The awkward exchange between Sen. Richard Blumenthal (D-Conn.) And Facebook’s chief security officer ironically occurred during a hearing on the potential dangers of social media, highlighting a generational disconnect regarding forms rapidly changing media that children are exposed to every day.
It’s this disconnect, according to Ashley Hodges, LCSW of the Wellington Counseling Group, that allows children to go online with “little or no skills or strategies” to navigate and decipher the information they absorb. Hodges and others, like attorney Maaria Mozaffar, are hopeful that a new media literacy law recently passed in Illinois will help change that reality.
“We’re now looking at a situation where students aged 3 to 18 are consuming tons of information,” Mozaffar said. “And they’re getting information, not from family, friends, and the typical media, which was true maybe 20, 30, or even 15 or more years ago, right?” Now they get information from what they use the most i.e. phone or tablet.
Mozaffar drafted the legislation behind the new law, which will require all public high schools in Illinois to have a media education program starting next school year.
“Media literacy encompasses all the media we consume,” Mozaffar said.
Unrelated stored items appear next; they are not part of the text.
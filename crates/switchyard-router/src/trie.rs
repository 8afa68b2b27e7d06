//! Trie-based route storage for efficient lookups

use crate::matcher::{NoMatch, RouteMatch};
use crate::pattern::{split_path, Segment};
use crate::route::Route;
use http::Method;
use std::collections::HashMap;
use std::sync::Arc;
use switchyard_core::{Params, RegistrationError};

/// Node in the route trie
#[derive(Debug, Default)]
struct TrieNode {
    /// Static children (exact match)
    children: HashMap<String, TrieNode>,

    /// Parameter child (e.g., :id)
    param_child: Option<Box<NamedChild>>,

    /// Catch-all child (e.g., *filepath)
    catch_all_child: Option<Box<NamedChild>>,

    /// Routes ending at this node, in registration order
    routes: Vec<(Method, Arc<Route>)>,
}

/// A parameter or catch-all child with the name it binds
#[derive(Debug)]
struct NamedChild {
    name: String,
    node: TrieNode,
}

impl NamedChild {
    fn new(name: &str) -> Self {
        Self {
            name: name.to_string(),
            node: TrieNode::default(),
        }
    }
}

impl TrieNode {
    fn route_for(&self, method: &Method) -> Option<&Arc<Route>> {
        self.routes
            .iter()
            .find(|(m, _)| m == method)
            .map(|(_, route)| route)
    }

    /// Route for `method` if this node is terminal. A terminal without it
    /// adds its methods to `allowed`, skipping ones already listed.
    fn terminal(&self, method: &Method, allowed: &mut Vec<Method>) -> Option<&Arc<Route>> {
        if let Some(route) = self.route_for(method) {
            return Some(route);
        }
        for (m, _) in &self.routes {
            if !allowed.contains(m) {
                allowed.push(m.clone());
            }
        }
        None
    }
}

/// Trie for storing and matching routes.
///
/// All methods share one tree; terminal nodes map each method to its route.
#[derive(Debug, Default)]
pub struct RouteTrie {
    root: TrieNode,
    count: usize,
}

impl RouteTrie {
    /// Create a new route trie
    pub fn new() -> Self {
        Self::default()
    }

    /// Insert a route into the trie.
    ///
    /// Conflicts are checked before any node is created, so a failed
    /// insert leaves the trie untouched.
    pub fn insert(&mut self, route: Route) -> Result<(), RegistrationError> {
        self.check(&route)?;

        let mut current = &mut self.root;
        for segment in route.pattern().segments() {
            current = match segment {
                Segment::Literal(text) => current.children.entry(text.clone()).or_default(),
                Segment::Param(name) => {
                    &mut current
                        .param_child
                        .get_or_insert_with(|| Box::new(NamedChild::new(name)))
                        .node
                }
                Segment::CatchAll(name) => {
                    &mut current
                        .catch_all_child
                        .get_or_insert_with(|| Box::new(NamedChild::new(name)))
                        .node
                }
            };
        }

        current.routes.push((route.method().clone(), Arc::new(route)));
        self.count += 1;

        Ok(())
    }

    /// Read-only walk reporting the conflict `insert` would hit
    fn check(&self, route: &Route) -> Result<(), RegistrationError> {
        let mut current = &self.root;

        for segment in route.pattern().segments() {
            let next = match segment {
                Segment::Literal(text) => current.children.get(text),
                Segment::Param(name) => {
                    Self::check_name(current.param_child.as_deref(), name, route)?
                }
                Segment::CatchAll(name) => {
                    Self::check_name(current.catch_all_child.as_deref(), name, route)?
                }
            };

            match next {
                Some(node) => current = node,
                // The rest of the path is new, nothing left to conflict with
                None => return Ok(()),
            }
        }

        if current.route_for(route.method()).is_some() {
            return Err(RegistrationError::DuplicateRoute {
                method: route.method().clone(),
                pattern: route.path().to_string(),
            });
        }

        Ok(())
    }

    fn check_name<'t>(
        child: Option<&'t NamedChild>,
        name: &str,
        route: &Route,
    ) -> Result<Option<&'t TrieNode>, RegistrationError> {
        match child {
            Some(child) if child.name != name => Err(RegistrationError::ConflictingParamName {
                pattern: route.path().to_string(),
                existing: child.name.clone(),
                new: name.to_string(),
            }),
            Some(child) => Ok(Some(&child.node)),
            None => Ok(None),
        }
    }

    /// Match a request path against routes in the trie.
    ///
    /// Literal children are tried first, then the parameter child, then
    /// the catch-all child. The first terminal in that order with a route
    /// for `method` wins. If none has one, the allowed methods are the
    /// union over every terminal the path reaches, in first-seen order.
    pub fn match_path(&self, method: &Method, path: &str) -> Result<RouteMatch, NoMatch> {
        let segments: Vec<&str> = split_path(path).collect();

        let mut params = Params::new();
        let mut allowed = Vec::new();

        match Self::search(&self.root, &segments, method, &mut params, &mut allowed) {
            Some(route) => Ok(RouteMatch {
                route: Arc::clone(route),
                params,
            }),
            None if allowed.is_empty() => Err(NoMatch::NotFound),
            None => Err(NoMatch::MethodNotAllowed { allowed }),
        }
    }

    fn search<'t>(
        node: &'t TrieNode,
        segments: &[&str],
        method: &Method,
        params: &mut Params,
        allowed: &mut Vec<Method>,
    ) -> Option<&'t Arc<Route>> {
        let Some((segment, remaining)) = segments.split_first() else {
            return node.terminal(method, allowed);
        };

        // Try static match first (highest priority)
        if let Some(child) = node.children.get(*segment) {
            if let Some(route) = Self::search(child, remaining, method, params, allowed) {
                return Some(route);
            }
        }

        // Try parameter match
        if let Some(param) = &node.param_child {
            let mark = params.len();
            params.push(param.name.as_str(), *segment);
            if let Some(route) = Self::search(&param.node, remaining, method, params, allowed) {
                return Some(route);
            }
            params.truncate(mark);
        }

        // Try catch-all match (lowest priority), consumes the rest of the path
        if let Some(catch_all) = &node.catch_all_child {
            if let Some(route) = catch_all.node.terminal(method, allowed) {
                params.push(catch_all.name.as_str(), segments.join("/"));
                return Some(route);
            }
        }

        None
    }

    /// Get number of routes in the trie
    pub fn len(&self) -> usize {
        self.count
    }

    /// Check if trie is empty
    pub fn is_empty(&self) -> bool {
        self.count == 0
    }

    /// Get all routes from the trie
    pub fn get_all_routes(&self) -> Vec<Arc<Route>> {
        let mut routes = Vec::new();
        Self::collect_routes(&self.root, &mut routes);
        routes
    }

    fn collect_routes(node: &TrieNode, routes: &mut Vec<Arc<Route>>) {
        routes.extend(node.routes.iter().map(|(_, route)| Arc::clone(route)));

        let mut literals: Vec<_> = node.children.iter().collect();
        literals.sort_by(|a, b| a.0.cmp(b.0));
        for (_, child) in literals {
            Self::collect_routes(child, routes);
        }

        if let Some(child) = &node.param_child {
            Self::collect_routes(&child.node, routes);
        }

        if let Some(child) = &node.catch_all_child {
            Self::collect_routes(&child.node, routes);
        }
    }
}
She noted that the definition includes everything from digital news and TV ads to Instagram filters and everything in between.
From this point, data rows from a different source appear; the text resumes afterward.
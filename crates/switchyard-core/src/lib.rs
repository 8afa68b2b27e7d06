//! # Switchyard Core
//!
//! Core types for the Switchyard request router:
//! - Handler trait and the cooperative chain executor
//! - Per-request context and its pool
//! - Response sink
//! - Error types

#![forbid(unsafe_code)]
#![warn(
    missing_docs,
    missing_debug_implementations,
    rust_2018_idioms,
    unreachable_pub
)]

pub mod context;
pub mod error;
pub mod handler;
pub mod pool;
pub mod response;

pub use context::{ChainState, Context, Param, Params};
pub use error::{Error, PatternError, RegistrationError, Result};
pub use handler::{dispatch, dispatch_isolated, panic_message, Chain, Handler, Next, Outcome};
pub use pool::{ContextPool, PooledContext};
pub use response::{Body, ResponseWriter};

// Re-export commonly used types
pub use async_trait::async_trait;
pub use bytes::Bytes;
pub use http::{Method, Request, Response, StatusCode};

/// Re-export commonly used types
pub mod prelude {
    pub use crate::context::{Context, Params};
    pub use crate::error::{Error, Result};
    pub use crate::handler::{Chain, Handler, Next, Outcome};
    pub use crate::response::{Body, ResponseWriter};
    pub use async_trait::async_trait;
}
According to Mozaffar, the program will help students objectively analyze and assess media messages at a time when information is “literally accessible to them in a second.”
“It’s a new area that a new generation is learning to use,” she said. “And without guidance, we have so many different impacts that could happen, which can point them in the wrong direction. So I think they need to have all the tools and resources they can use to make it have the most impact for them. “
In her clinical practice with children, Hodges has seen first-hand the negative impact media can have on children who lack the tools and resources they need.
“I think social media can be harmful for children, especially girls,” she said.
Hodges said she continues to see an increase in anxiety, depression, loneliness and even lack of sleep in children who regularly use social media; However, she said social media can also be a positive experience with the right settings and education.
While Illinois is the first state to demand such an education, Mozaffar and other advocates want to see it go further.
“I think lawmakers are starting to recognize that the most important place to change society and the way we consume information is at the school level, because this is where children collect the most information and meet new people, ”Mozaffar said. So I think it’s going to be fascinating. And I hope people across the country realize how important it is for them to learn media literacy. “
Not all Illinois lawmakers agree with the new program. Representative Adam Niemerg has been quoted by several media outlets calling him reactionary “anti-trump, anti-conservative” legislation and an attempt by the left “to enter our school systems at a young age and teach them how to do things. mainstream media ”.
Mozaffar said she would not respond to such comments because “I think it politicizes the issue of education and I’m not going to perpetuate the issue of education in a political way. I think our kids deserve better than this.
She encouraged parents who are concerned about the new curriculum to get involved.
“Watch the program,” she said. “Base your concerns and arguments on facts, play a role in shaping the program, talk to faculty, or get information about the person creating the program and say you want a space to contribute. “
Hodges added that parents should educate themselves about what media, especially social media, looks like for a teenager. She encouraged parents to ask questions such as “What do you think?” Or “do you think this is real?” “
“Keep a dialogue open,” she said.
Teens and parents alike need to know that it’s okay to take a media break when needed, Hodges said. She suggested setting up a “no screen” hour for the whole household. Take the opportunity to reconnect with your family, she said.